ABAKUÁ Afro-Latin Dance Company, is used with respect for the living tradition of Abakúa societies and their music in Cuba. In Cuba, Abakúa is a mutual aid society with religious aspects, and a style of music and dance that survived decades of slavery and has its roots in the Calabar region of present-day Nigeria. Abakúa drums, songs, and dance are one important type of folkloric music and dance derived from West Africa. Music from West Africa has had a very strong influence on today's popular Latin music and dance. Many of the rhythms heard in popular Latin music and some of the movements seen in popular Latin dance were taken directly from various traditional West African styles, or were influenced by those African styles and developed further in Cuba and other parts of Latin America. For example, the clave rhythms in Salsa and most Latin music, come directly from West Africa. Some of the dance and music came from Yoruba culture (an ethnic group in what is today called Nigeria), and others came from other groups, like the Congolese. But there were also influences from Spain, France, etc., especially in some of the dance movements, and also in the poetry of the songs for Cuban Rumba (which is completely unrelated to ballroom Rhumba).
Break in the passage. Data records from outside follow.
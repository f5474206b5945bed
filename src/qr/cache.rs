use std::sync::{Mutex, MutexGuard};
use tracing::{debug, warn};

use super::{Bitmap, QrEncoder, QrRequest};
use crate::error::CardError;
use crate::model::QrCodeSettings;

/// What a [`QrRenderer::refresh`] call ended up applying.
#[derive(Debug)]
pub enum QrOutcome {
    /// QR slot disabled or text empty; nothing is applied.
    Disabled,
    /// The single cache entry matched; the encoder was not invoked.
    Cached(Bitmap),
    Encoded(Bitmap),
    /// Encoding failed; the card renders without a QR slot.
    Failed(CardError),
    /// A newer request was made while this one was in flight; its result was dropped.
    Superseded,
}

impl QrOutcome {
    pub fn bitmap(&self) -> Option<&Bitmap> {
        match self {
            QrOutcome::Cached(bitmap) | QrOutcome::Encoded(bitmap) => Some(bitmap),
            _ => None,
        }
    }
}

#[derive(Default)]
struct QrState {
    latest: Option<QrRequest>,
    cached: Option<(QrRequest, Bitmap)>,
    applied: Option<Bitmap>,
}

/// Memoizes the active QR bitmap and applies encoder results only when they
/// still match the latest requested key.
pub struct QrRenderer<E> {
    encoder: E,
    state: Mutex<QrState>,
}

impl<E: QrEncoder> QrRenderer<E> {
    pub fn new(encoder: E) -> Self {
        Self {
            encoder,
            state: Mutex::new(QrState::default()),
        }
    }

    /// The bitmap currently applied to the card, if any.
    pub fn current(&self) -> Option<Bitmap> {
        self.lock().applied.clone()
    }

    pub async fn refresh(&self, settings: &QrCodeSettings) -> QrOutcome {
        let Some(request) = QrRequest::from_settings(settings) else {
            let mut state = self.lock();
            state.latest = None;
            state.applied = None;
            return QrOutcome::Disabled;
        };

        {
            let mut state = self.lock();
            state.latest = Some(request.clone());
            let hit = state
                .cached
                .as_ref()
                .filter(|(key, _)| *key == request)
                .map(|(_, bitmap)| bitmap.clone());
            if let Some(bitmap) = hit {
                debug!("qr: cache hit for level {:?}", request.level);
                state.applied = Some(bitmap.clone());
                return QrOutcome::Cached(bitmap);
            }
        }

        let result = self.encoder.encode(request.clone()).await;

        let mut state = self.lock();
        if state.latest.as_ref() != Some(&request) {
            debug!("qr: discarding stale result for superseded request");
            return QrOutcome::Superseded;
        }
        match result {
            Ok(bitmap) => {
                state.cached = Some((request, bitmap.clone()));
                state.applied = Some(bitmap.clone());
                QrOutcome::Encoded(bitmap)
            }
            Err(err) => {
                warn!("qr: {}; rendering without QR code", err);
                state.applied = None;
                QrOutcome::Failed(err)
            }
        }
    }

    fn lock(&self) -> MutexGuard<'_, QrState> {
        self.state
            .lock()
            .unwrap_or_else(|poisoned| poisoned.into_inner())
    }
}
//! Centered column with upper-cased, tracked name and title.

use super::{
    CARD_HEIGHT, CARD_WIDTH, Element, ImageFit, LayoutInput, PADDING, Primitive, Role, RuleShape,
    TextAnchor, TextStyle, block_height, image_element, is_present, qr_element, text_block,
};

const LOGO_HEIGHT: f32 = 48.0;
const LOGO_GAP: f32 = 12.0;
const NAME: TextStyle = TextStyle::new(24.0, 32.0, 300).tracking(0.05);
const TITLE: TextStyle = TextStyle::new(14.0, 20.0, 600).tracking(0.1);
const SMALL: TextStyle = TextStyle::new(12.0, 16.0, 400);
const DIVIDER_WIDTH: f32 = 64.0;
const DIVIDER_MARGIN: f32 = 12.0;
const CONTACT_GAP: f32 = 8.0;
const QR_SIZE: f32 = 48.0;
const QR_INSET: f32 = 8.0;

enum Slot {
    Logo,
    Text {
        role: Role,
        text: String,
        style: TextStyle,
        color: String,
        gap: f32,
    },
    Divider,
}

fn contact_line(phone: &str, email: &str) -> String {
    [phone, email]
        .into_iter()
        .filter(|value| is_present(value))
        .collect::<Vec<_>>()
        .join(" | ")
}

fn push_text(slots: &mut Vec<Slot>, role: Role, text: String, style: TextStyle, color: &str, gap: f32) {
    if is_present(&text) {
        slots.push(Slot::Text {
            role,
            text,
            style,
            color: color.to_string(),
            gap,
        });
    }
}

pub(super) fn arrange(input: &LayoutInput<'_>) -> Vec<Element> {
    let data = input.data;
    let style = input.style;
    let inner_width = CARD_WIDTH - PADDING * 2.0;
    let center = CARD_WIDTH / 2.0;

    let mut slots = Vec::new();
    if input.logo.is_some() {
        slots.push(Slot::Logo);
    }
    push_text(&mut slots, Role::Name, data.name.to_uppercase(), NAME, &style.text_color, 0.0);
    push_text(
        &mut slots,
        Role::Title,
        data.title.to_uppercase(),
        TITLE,
        &style.accent_color,
        0.0,
    );
    slots.push(Slot::Divider);
    push_text(&mut slots, Role::Company, data.company.clone(), SMALL, &style.text_color, 0.0);
    push_text(
        &mut slots,
        Role::ContactLine,
        contact_line(&data.phone, &data.email),
        SMALL,
        &style.text_color,
        CONTACT_GAP,
    );

    let total: f32 = slots
        .iter()
        .map(|slot| match slot {
            Slot::Logo => LOGO_HEIGHT + LOGO_GAP,
            Slot::Text {
                text, style, gap, ..
            } => gap + block_height(text, *style, inner_width),
            Slot::Divider => DIVIDER_MARGIN * 2.0 + 1.0,
        })
        .sum();
    let mut cursor = PADDING + (CARD_HEIGHT - PADDING * 2.0 - total) / 2.0;

    let mut elements = Vec::new();
    for slot in slots {
        match slot {
            Slot::Logo => {
                if let Some(logo) = input.logo {
                    elements.push(image_element(
                        Role::Logo,
                        logo.clone(),
                        PADDING,
                        cursor,
                        inner_width,
                        LOGO_HEIGHT,
                        ImageFit::Center,
                    ));
                }
                cursor += LOGO_HEIGHT + LOGO_GAP;
            }
            Slot::Text {
                role,
                text,
                style: text_style,
                color,
                gap,
            } => {
                cursor += gap;
                if let Some((element, height)) = text_block(
                    role,
                    &text,
                    text_style,
                    &color,
                    center,
                    cursor,
                    TextAnchor::Middle,
                    inner_width,
                ) {
                    cursor += height;
                    elements.push(element);
                }
            }
            Slot::Divider => {
                cursor += DIVIDER_MARGIN;
                elements.push(Element {
                    role: Role::Divider,
                    primitive: Primitive::Rule(RuleShape {
                        x: center - DIVIDER_WIDTH / 2.0,
                        y: cursor,
                        width: DIVIDER_WIDTH,
                        height: 1.0,
                        color: style.accent_color.clone(),
                    }),
                });
                cursor += 1.0 + DIVIDER_MARGIN;
            }
        }
    }

    if let Some(qr) = input.qr.and_then(|qr| {
        qr_element(
            qr,
            CARD_WIDTH - QR_INSET - QR_SIZE,
            CARD_HEIGHT - QR_INSET - QR_SIZE,
            QR_SIZE,
        )
    }) {
        elements.push(qr);
    }
    elements
}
 During the past 7 years, the ABAKUÁ Afro-Latin Dance Company has been driven by a desire to develop Afro-Latin Funk, a term coined by Frankie Martinez to describe the group's unique style of dance, into a recognized performance art, commanding the recognition and respect of other dance genres such as ballet or modern dance. Afro-Latin Funk is a fusion of many different dance forms, its foundation in the mambo, as it evolved in New York City. Afro-Latin Funk encompasses movements from dances that have become tradition in different parts of the Caribbean such as the Bomba and Plena from Puerto Rico, the Rumba and Yoruba-derived dances from Cuba as well as folkloric dancers from Haiti, Martinique and Guadeloupe. It artistically meshes gritty urban feelings with the heart and soul of Africa and the Caribbean to allow for the greatest range of expression and interpretation of the abundant rhythms of New York and Caribbean music.